Saturday, May 2, 2009

The truth

Isolation is a cold word, but it is definitive. It possesses an undisputed meaning. I decided to label my blog as this because the feeling of isolation encompasses my life in every aspect. Reading this does sound terrible, indeed, but I have came to accept this. This is my life. Sometimes I wish it was not, but there is nothing I can do. The only viable choice is to live the life I know. 

I doubt many, if any one, will actually read this, or if it will ever be made public. If I was a happy, and a normal person, I would ask how do you live your life this way? Answering it, reveals a response that is challenging to stomach. People will come to terms with their lives regardless of their environmental, or emotions faced. It probably isn't right to bring up such a controversial topic, but many people have been subjected to much worse treatment and gone on to live their lives. The holocaust is a prime example of my logic. My life is, in no way, comparable to what those people faced, but they, like me, have accepted their circumstances. They have bowed to the notion that their lives will be undeniably unpleasant. Just like I have accepted the fact that I am depressed, and have been for a very long time. After a while, like any other illness, it begins to define you and the person you truly are. It forms an integral part of your personality. It is something you sleep with every night and wake to every morning. 

Depression is a very serious illness. It is one that will strip the life from you, along with all your desires, hopes and dreams; believe me, I know this. I also know there is much stigma towards it. It makes me nervous to actually be 'open' with my depression. I once told my brother that I was greatly depressed.

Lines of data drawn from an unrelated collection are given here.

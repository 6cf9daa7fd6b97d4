//! 命名任务调度器
//!
//! 所有等待都表示为虚拟时钟上的任务。每个名字最多一个条目，重新调度同名任务会替换旧条目，
//! 防抖就是"不断替换同一个一次性任务"。到期任务按（优先级，到期时间，登记顺序）依次弹出。

use std::collections::HashMap;
use std::time::Duration;

/// 任务优先级
#[derive(Debug, Clone, Copy, PartialEq, Eq, PartialOrd, Ord, Hash)]
pub enum TaskPriority {
    Critical = 0,
    High = 1,
    Normal = 2,
    Low = 3,
}

/// 任务名
#[derive(Debug, Clone, Copy, PartialEq, Eq, Hash)]
pub enum TaskName {
    /// 变更防抖到期
    MutationFlush,
    /// 滚动防抖到期
    ScrollSettle,
    /// 滚动后的激进复查
    ScrollRecheck,
    /// 延迟的全页扫描
    DeferredFullScan,
    /// 全页扫描的下一批
    FullScanBatch,
    /// 立即处理（启动/重载/重处理各轮）
    ImmediatePass(u8),
    /// 粘贴后的输入框评估
    PasteFlush,
    /// 字体变更后刷新已标记元素
    FontRefresh,
    IntersectionPoll,
    ObserveExisting,
    AggressiveRecheck,
    ForceProcessing,
    BackstopScan,
    SiteMonitor,
    InputScan,
    ComposerSweep,
    Heartbeat,
}

impl TaskName {
    pub fn priority(&self) -> TaskPriority {
        match self {
            TaskName::PasteFlush | TaskName::MutationFlush => TaskPriority::Critical,
            TaskName::ScrollSettle
            | TaskName::ImmediatePass(_)
            | TaskName::FontRefresh
            | TaskName::IntersectionPoll => TaskPriority::High,
            TaskName::ScrollRecheck
            | TaskName::FullScanBatch
            | TaskName::DeferredFullScan
            | TaskName::SiteMonitor
            | TaskName::InputScan
            | TaskName::ComposerSweep
            | TaskName::AggressiveRecheck => TaskPriority::Normal,
            TaskName::ObserveExisting
            | TaskName::ForceProcessing
            | TaskName::BackstopScan
            | TaskName::Heartbeat => TaskPriority::Low,
        }
    }
}

#[derive(Debug, Clone, Copy)]
struct Entry {
    due: Duration,
    period: Option<Duration>,
    seq: u64,
}

/// 调度器
#[derive(Debug, Default)]
pub struct Scheduler {
    tasks: HashMap<TaskName, Entry>,
    next_seq: u64,
}

impl Scheduler {
    pub fn new() -> Self {
        Self::default()
    }

    fn insert(&mut self, name: TaskName, due: Duration, period: Option<Duration>) {
        let seq = self.next_seq;
        self.next_seq += 1;
        self.tasks.insert(name, Entry { due, period, seq });
    }

    /// 一次性任务；替换同名条目
    pub fn schedule_once(&mut self, name: TaskName, due: Duration) {
        self.insert(name, due, None);
    }

    /// 周期任务，首次在 `first_due` 执行；替换同名条目
    pub fn schedule_every(&mut self, name: TaskName, period: Duration, first_due: Duration) {
        let period = period.max(Duration::from_millis(1));
        self.insert(name, first_due, Some(period));
    }

    pub fn cancel(&mut self, name: TaskName) -> bool {
        self.tasks.remove(&name).is_some()
    }

    pub fn is_scheduled(&self, name: TaskName) -> bool {
        self.tasks.contains_key(&name)
    }

    pub fn due_at(&self, name: TaskName) -> Option<Duration> {
        self.tasks.get(&name).map(|entry| entry.due)
    }

    /// 最早的到期时间
    pub fn next_due(&self) -> Option<Duration> {
        self.tasks.values().map(|entry| entry.due).min()
    }

    /// 弹出一个到期任务；周期任务重新排到下一周期（错过的周期不补）
    pub fn pop_due(&mut self, now: Duration) -> Option<TaskName> {
        let (name, entry) = self
            .tasks
            .iter()
            .filter(|(_, entry)| entry.due <= now)
            .min_by_key(|(name, entry)| (name.priority(), entry.due, entry.seq))
            .map(|(name, entry)| (*name, *entry))?;

        match entry.period {
            Some(period) => {
                let mut next = entry.due + period;
                if next <= now {
                    next = now + period;
                }
                if let Some(slot) = self.tasks.get_mut(&name) {
                    slot.due = next;
                }
            }
            None => {
                self.tasks.remove(&name);
            }
        }
        Some(name)
    }

    pub fn clear(&mut self) {
        self.tasks.clear();
    }

    pub fn len(&self) -> usize {
        self.tasks.len()
    }

    pub fn is_empty(&self) -> bool {
        self.tasks.is_empty()
    }
}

He simply, and quite calmly, replied "You have nothing to be depressed about". After him ratting off a number of possessions that I own, the tone of his voice silently conveyed the expectation that I should be feeling better. My mood remained unchanged. It started a train of thought, though. Depression does not necessarily manifest symptoms that are obviously visible. I think this might be a reason why so many people downplay the illness. With no visible symptoms, there is nothing to be able to compare the pain to. With a person who has suffered third degree burns to 30% of their body, anyone can look at them and blatantly see they are in distress. If someone looks at a person who is depressed, they don't necessarily see the pain behind it. I guess were so similar on the outside. Its what makes it so easy to identify suffering while appreciating the physical aspect of disease. The mind is completely different. There are no physical characteristics. There is no way to completely judge the suffering it goes through.